(Try it):
Reply with one number: the count of lines in the records below that hold "first".
------ Record set
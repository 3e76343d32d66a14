use alloc::vec::Vec;

use stratagem_internals::RawAction;

use crate::{
    action::{Action, ActionRef},
    actions::{ActionsIntoIter, ActionsIter},
};

/// An ordered collection of owned, type-erased actions.
///
/// You can think of an [`Actions`] as a wrapper around a `Vec<Action>`.
/// Actions of entirely unrelated concrete types live side by side in the
/// collection, and the driver method [`invoke_all`] dispatches each one
/// through its own strategy.
///
/// Insertion order is invocation order: [`invoke_all`] and the iterators
/// visit actions front to back, in the order they were pushed.
///
/// # Examples
///
/// ```
/// use std::{cell::RefCell, rc::Rc};
///
/// use stratagem::prelude::*;
///
/// let out = Rc::new(RefCell::new(String::new()));
///
/// let mut actions = Actions::new();
/// actions.push(Action::new(2.3, Recorder::new("circle", out.clone())));
/// actions.push(Action::new(1.2, Recorder::new("square", out.clone())));
/// actions.invoke_all();
///
/// assert_eq!(*out.borrow(), "circle(2.3)\nsquare(1.2)\n");
/// ```
///
/// [`invoke_all`]: Actions::invoke_all
pub struct Actions {
    raw: Vec<RawAction>,
}

impl Actions {
    /// Creates a new, empty action collection.
    ///
    /// The collection will not allocate until actions are added to it.
    ///
    /// # Examples
    ///
    /// ```
    /// use stratagem::Actions;
    ///
    /// let actions = Actions::new();
    /// assert!(actions.is_empty());
    /// assert_eq!(actions.len(), 0);
    /// ```
    #[must_use]
    pub fn new() -> Self {
        Self::from_raw(Vec::new())
    }

    /// Creates a new [`Actions`] from a vector of raw actions
    #[must_use]
    pub(crate) fn from_raw(raw: Vec<RawAction>) -> Self {
        Self { raw }
    }

    /// Provides ownership of the inner raw actions vector
    #[must_use]
    pub(crate) fn into_raw(self) -> Vec<RawAction> {
        self.raw
    }

    /// Provides access to the inner raw actions vector
    #[must_use]
    pub(crate) fn as_raw(&self) -> &Vec<RawAction> {
        &self.raw
    }

    /// Appends an action to the end of the collection.
    ///
    /// # Examples
    ///
    /// ```
    /// use stratagem::{Action, Actions};
    ///
    /// let mut actions = Actions::new();
    /// actions.push(Action::new(7, |_: &i32| {}));
    /// assert_eq!(actions.len(), 1);
    /// ```
    pub fn push(&mut self, action: Action) {
        self.raw.push(action.into_raw());
    }

    /// Removes and returns the last action from the collection.
    ///
    /// Returns [`None`] if the collection is empty.
    ///
    /// # Examples
    ///
    /// ```
    /// use std::any::TypeId;
    ///
    /// use stratagem::{Action, Actions};
    ///
    /// let mut actions = Actions::new();
    /// actions.push(Action::new(7_i32, |_: &i32| {}));
    /// actions.push(Action::new("last", |_: &&str| {}));
    ///
    /// let last = actions.pop().unwrap();
    /// assert_eq!(last.value_type_id(), TypeId::of::<&str>());
    /// assert_eq!(actions.len(), 1);
    /// ```
    pub fn pop(&mut self) -> Option<Action> {
        let action = self.raw.pop()?;
        Some(Action::from_raw(action))
    }

    /// Returns the number of actions in the collection.
    #[must_use]
    pub fn len(&self) -> usize {
        self.as_raw().len()
    }

    /// Returns `true` if the collection contains no actions.
    #[must_use]
    pub fn is_empty(&self) -> bool {
        self.as_raw().is_empty()
    }

    /// Returns a reference to the action at the given index.
    ///
    /// Returns [`None`] if the index is out of bounds.
    ///
    /// # Examples
    ///
    /// ```
    /// use std::any::TypeId;
    ///
    /// use stratagem::{Action, Actions};
    ///
    /// let mut actions = Actions::new();
    /// actions.push(Action::new(7_i32, |_: &i32| {}));
    ///
    /// let first = actions.get(0).unwrap();
    /// assert_eq!(first.value_type_id(), TypeId::of::<i32>());
    ///
    /// assert!(actions.get(10).is_none());
    /// ```
    #[must_use]
    pub fn get(&self, index: usize) -> Option<ActionRef<'_>> {
        let raw = self.as_raw().get(index)?.as_ref();
        Some(ActionRef::from_raw(raw))
    }

    /// Returns an iterator over references to the actions in the
    /// collection.
    ///
    /// The iterator yields [`ActionRef`] items, which provide non-owning
    /// access to the actions. For owning iteration, use [`into_iter()`]
    /// instead.
    ///
    /// [`into_iter()`]: Self#impl-IntoIterator-for-Actions
    pub fn iter(&self) -> ActionsIter<'_> {
        ActionsIter::from_raw(self.as_raw().iter())
    }

    /// Invokes every action in the collection, in insertion order.
    ///
    /// Each action dispatches its own strategy against its own value. The
    /// actions are not consumed, so the whole collection can be driven
    /// again.
    ///
    /// # Examples
    ///
    /// ```
    /// use std::{cell::RefCell, rc::Rc};
    ///
    /// use stratagem::prelude::*;
    ///
    /// let out = Rc::new(RefCell::new(String::new()));
    ///
    /// let mut actions = Actions::new();
    /// actions.push(Action::new(2.3, Recorder::new("circle", out.clone())));
    /// actions.push(Action::new(1.2, Recorder::new("square", out.clone())));
    /// actions.push(Action::new(4.1, Recorder::new("circle", out.clone())));
    /// actions.invoke_all();
    ///
    /// assert_eq!(*out.borrow(), "circle(2.3)\nsquare(1.2)\ncircle(4.1)\n");
    /// ```
    pub fn invoke_all(&self) {
        for action in self.iter() {
            action.invoke();
        }
    }
}

impl Clone for Actions {
    /// Deep-copies every action in the collection.
    ///
    /// The clone is fully independent of the original; see
    /// [`Clone for Action`](Action#impl-Clone-for-Action) for the
    /// semantics of each entry's copy.
    fn clone(&self) -> Self {
        let raw = self
            .as_raw()
            .iter()
            .map(|action| action.as_ref().clone_action())
            .collect();
        Self::from_raw(raw)
    }
}

impl Default for Actions {
    fn default() -> Self {
        Self::new()
    }
}

impl core::fmt::Debug for Actions {
    fn fmt(&self, f: &mut core::fmt::Formatter<'_>) -> core::fmt::Result {
        f.debug_list().entries(self.iter()).finish()
    }
}

impl IntoIterator for Actions {
    type IntoIter = ActionsIntoIter;
    type Item = Action;

    fn into_iter(self) -> Self::IntoIter {
        ActionsIntoIter::from_raw(self.into_raw().into_iter())
    }
}

impl<'a> IntoIterator for &'a Actions {
    type IntoIter = ActionsIter<'a>;
    type Item = ActionRef<'a>;

    fn into_iter(self) -> Self::IntoIter {
        self.iter()
    }
}

impl Extend<Action> for Actions {
    fn extend<I: IntoIterator<Item = Action>>(&mut self, iter: I) {
        for action in iter {
            self.push(action);
        }
    }
}

impl FromIterator<Action> for Actions {
    fn from_iter<I: IntoIterator<Item = Action>>(iter: I) -> Self {
        let mut actions = Actions::new();
        actions.extend(iter);
        actions
    }
}

impl From<Vec<Action>> for Actions {
    fn from(actions: Vec<Action>) -> Self {
        actions.into_iter().collect()
    }
}

impl<const N: usize> From<[Action; N]> for Actions {
    fn from(actions: [Action; N]) -> Self {
        actions.into_iter().collect()
    }
}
------------
(Response to the exercise):
2